Adwokaci założyciela portalu WikiLeaks Juliana Assange'a zwrócili się do brytyjskiego Sądu Najwyższego o ponowne przeanalizowanie apelacji ich klienta od decyzji o jego deportacji do Szwecji. Jest on tam ścigany w związku z zarzutami przestępstw seksualnych.

Rzecznik Sądu Najwyższego Ben Wilson potwierdził, że obrońcy Assange'a złożyli odpowiednie dokumenty w tej sprawie. Ponownie rozpatrzenie sprawy w Sądzie Najwyższym po tym, gdy wydał on werdykt, byłoby precedensem - pisze agencja AP, dodając, że według ekspertów ośmieszyłoby to też brytyjskich sędziów.

30 maja Sąd Najwyższy odrzucił apelację Assange'a i podtrzymał decyzję sądu niższej instancji o ekstradycji. Z powodów proceduralnych Sąd Najwyższy dał obronie 14 dni na ewentualne odwołanie.

Odrzucenie najnowszego wniosku adwokatów Assange'a będzie oznaczało, że założyciel WikiLeaks wyczerpał wszystkie możliwe procedury prawne w Wielkiej Brytanii. Będzie miał jednak siedem dni na odwołanie się w Europejskim Trybunale Praw Człowieka w Strasburgu.

Sądowy bój Assange'a trwa już 18 miesięcy. 41-letni Australijczyk został zatrzymany w grudniu 2010 r. w Londynie na podstawie Europejskiego Nakazu Aresztowania (ENA) wydanego przez szwedzką prokuraturę. Prokuratura twierdzi, że Assange dopuścił się gwałtu i seksualnej napaści wobec dwóch Szwedek. Australijczyk zaprzecza temu, podkreślając, że seks był za obopólną zgodą, a zarzuty mają podłoże polityczne.

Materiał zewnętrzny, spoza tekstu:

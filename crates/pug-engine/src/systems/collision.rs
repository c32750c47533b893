//! Axis-aligned collision responses.
//!
//! Neither response is physically accurate: both nudge a box by a fixed or
//! minimal amount and never touch velocity.

use glam::Vec2;

use crate::core::geometry::{boxes_intersect, overlap, Rect};

/// Push a box away from an obstacle it overlaps by a fixed `magnitude` on
/// each axis. The push direction per axis comes from comparing centers.
/// Deep overlaps may need several frames to separate.
pub fn push_apart(pos: Vec2, half: Vec2, obstacle_pos: Vec2, obstacle_half: Vec2, magnitude: f32) -> Vec2 {
    if !boxes_intersect(pos, half, obstacle_pos, obstacle_half) {
        return pos;
    }
    let sign_x = if pos.x < obstacle_pos.x { -1.0 } else { 1.0 };
    let sign_y = if pos.y < obstacle_pos.y { -1.0 } else { 1.0 };
    pos + Vec2::new(sign_x, sign_y) * magnitude
}

/// Resolve a box against static blocks.
///
/// Each overlapped block pushes the box out along its axis of smaller
/// penetration. If the box still overlaps any block afterwards, the move is
/// undone and `prev_pos` is returned.
pub fn resolve_static(pos: Vec2, prev_pos: Vec2, half: Vec2, blocks: &[Rect]) -> Vec2 {
    let mut resolved = pos;
    let mut hit = false;

    for block in blocks {
        let block_center = block.center();
        let block_half = block.size() / 2.0;
        if !boxes_intersect(resolved, half, block_center, block_half) {
            continue;
        }
        hit = true;

        let depth = overlap(resolved, half, block_center, block_half);
        if depth.x < depth.y {
            resolved.x += if resolved.x < block_center.x { -depth.x } else { depth.x };
        } else {
            resolved.y += if resolved.y < block_center.y { -depth.y } else { depth.y };
        }
    }

    if hit && intersects_any(resolved, half, blocks) {
        return prev_pos;
    }
    resolved
}

/// True if the box overlaps at least one block.
pub fn intersects_any(pos: Vec2, half: Vec2, blocks: &[Rect]) -> bool {
    blocks
        .iter()
        .any(|b| boxes_intersect(pos, half, b.center(), b.size() / 2.0))
}

#[cfg(test)]
mod tests {
    use super::*;

    #[test]
    fn push_apart_moves_away_on_both_axes() {
        let pos = push_apart(Vec2::new(0.0, 0.0), Vec2::splat(10.0), Vec2::new(5.0, -5.0), Vec2::splat(10.0), 5.0);
        assert_eq!(pos, Vec2::new(-5.0, 5.0));
    }

    #[test]
    fn push_apart_ignores_separated_boxes() {
        let pos = Vec2::new(0.0, 0.0);
        assert_eq!(push_apart(pos, Vec2::splat(5.0), Vec2::new(50.0, 0.0), Vec2::splat(5.0), 5.0), pos);
    }

    #[test]
    fn static_resolution_uses_shallow_axis() {
        // Box [0,20]x[0,20] against block [18,28]x[-100,100]: x depth 2, y depth huge.
        let block = Rect::new(18.0, -100.0, 10.0, 200.0);
        let pos = resolve_static(Vec2::new(10.0, 0.0), Vec2::new(5.0, 0.0), Vec2::splat(10.0), &[block]);
        assert_eq!(pos, Vec2::new(8.0, 0.0));
    }

    #[test]
    fn static_resolution_reverts_when_still_stuck() {
        // Wedged between two blocks: pushing out of one lands in the other.
        let left = Rect::new(-12.0, -100.0, 10.0, 200.0);
        let right = Rect::new(2.0, -100.0, 10.0, 200.0);
        let prev = Vec2::new(0.0, 300.0);
        let pos = resolve_static(Vec2::new(0.0, 0.0), prev, Vec2::new(3.0, 3.0), &[left, right]);
        assert_eq!(pos, prev);
    }

    #[test]
    fn no_blocks_hit_keeps_position() {
        let block = Rect::new(100.0, 100.0, 10.0, 10.0);
        let pos = resolve_static(Vec2::ZERO, Vec2::ONE, Vec2::splat(5.0), &[block]);
        assert_eq!(pos, Vec2::ZERO);
    }
}
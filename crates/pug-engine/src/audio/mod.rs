pub mod music;
pub mod sound;

pub use music::MusicPlayer;
pub use sound::SoundPlayer;
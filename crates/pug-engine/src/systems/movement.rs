//! Movement system: integrates every transform by its velocity.

use crate::components::transform::Transform;
use crate::core::entity_manager::EntityManager;

/// Move every entity that has a [`Transform`] by `vel * dt`.
pub fn integrate_transforms(entities: &mut EntityManager, dt: f32) {
    for entity in entities.iter_mut() {
        if let Some(transform) = entity.get_mut::<Transform>() {
            transform.integrate(dt);
        }
    }
}

#[cfg(test)]
mod tests {
    use super::*;
    use glam::Vec2;

    #[test]
    fn integrates_only_committed_transforms() {
        let mut em = EntityManager::new();
        let moving = em.add_entity("Barrel");
        moving.add(Transform::new(Vec2::ZERO).with_vel(Vec2::new(10.0, 0.0)));
        let moving = moving.id;
        em.update();

        let pending = em.add_entity("Barrel");
        pending.add(Transform::new(Vec2::ZERO).with_vel(Vec2::new(10.0, 0.0)));
        let pending = pending.id;

        integrate_transforms(&mut em, 0.5);

        assert_eq!(em.get(moving).unwrap().get::<Transform>().pos, Vec2::new(5.0, 0.0));
        assert_eq!(em.get(pending).unwrap().get::<Transform>().pos, Vec2::ZERO);
    }
}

Assange obawia się, że Szwedzi wydadzą go Amerykanom, którzy postawią go przed sądem - podobnie jak żołnierza armii USA Bradleya Manninga, który obecnie odpowiada przed wojskowym trybunałem za przekazanie WikiLeaks tysięcy tajnych dokumentów dotyczących działań w Iraku i Afganistanie.